= DATA FOR ANALYSIS =
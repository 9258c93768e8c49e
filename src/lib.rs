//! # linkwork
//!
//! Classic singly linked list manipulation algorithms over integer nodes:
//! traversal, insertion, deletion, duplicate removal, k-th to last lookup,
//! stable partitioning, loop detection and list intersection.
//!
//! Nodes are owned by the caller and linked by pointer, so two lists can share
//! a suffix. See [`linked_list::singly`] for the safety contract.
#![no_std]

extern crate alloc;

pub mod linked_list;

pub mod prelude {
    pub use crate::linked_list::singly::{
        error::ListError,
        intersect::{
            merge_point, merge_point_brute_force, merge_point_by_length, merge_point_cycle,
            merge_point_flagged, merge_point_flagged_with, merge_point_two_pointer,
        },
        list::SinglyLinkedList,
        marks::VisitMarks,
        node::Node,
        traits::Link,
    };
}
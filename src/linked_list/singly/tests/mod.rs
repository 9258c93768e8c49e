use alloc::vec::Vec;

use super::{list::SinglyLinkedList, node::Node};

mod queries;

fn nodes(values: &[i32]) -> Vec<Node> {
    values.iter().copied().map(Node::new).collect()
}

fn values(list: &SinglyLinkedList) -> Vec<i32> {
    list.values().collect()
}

= TRY IT =
Nothing may be omitted. Restate all of the entries exactly.

= TASK ANSWER =
repository 9258c93768e8c49e
filename src/lib.rs
//! # linkwork
//!
//! Classic singly linked list manipulation algorithms over integer nodes:
//! traversal, insertion, deletion, duplicate removal, k-th to last lookup,
//! stable partitioning, loop detection and list intersection.
//!
//! Nodes are owned by the caller and linked by pointer, so two lists can share
//! a suffix. See [`linked_list::singly`] for the safety contract.
#![no_std]

extern crate alloc;

pub mod linked_list;

pub mod prelude {
    pub use crate::linked_list::singly::{
        error::ListError,
        intersect::{
            merge_point, merge_point_brute_force, merge_point_by_length, merge_point_cycle,
            merge_point_flagged, merge_point_flagged_with, merge_point_two_pointer,
        },
        list::SinglyLinkedList,
        marks::VisitMarks,
        node::Node,
        traits::Link,
    };
}
filename src/linked_list/singly/tests/mod.rs
repository 9258c93768e8c49e
use alloc::vec::Vec;

use super::{list::SinglyLinkedList, node::Node};

mod queries;

fn nodes(values: &[i32]) -> Vec<Node> {
    values.iter().copied().map(Node::new).collect()
}

fn values(list: &SinglyLinkedList) -> Vec<i32> {
    list.values().collect()
}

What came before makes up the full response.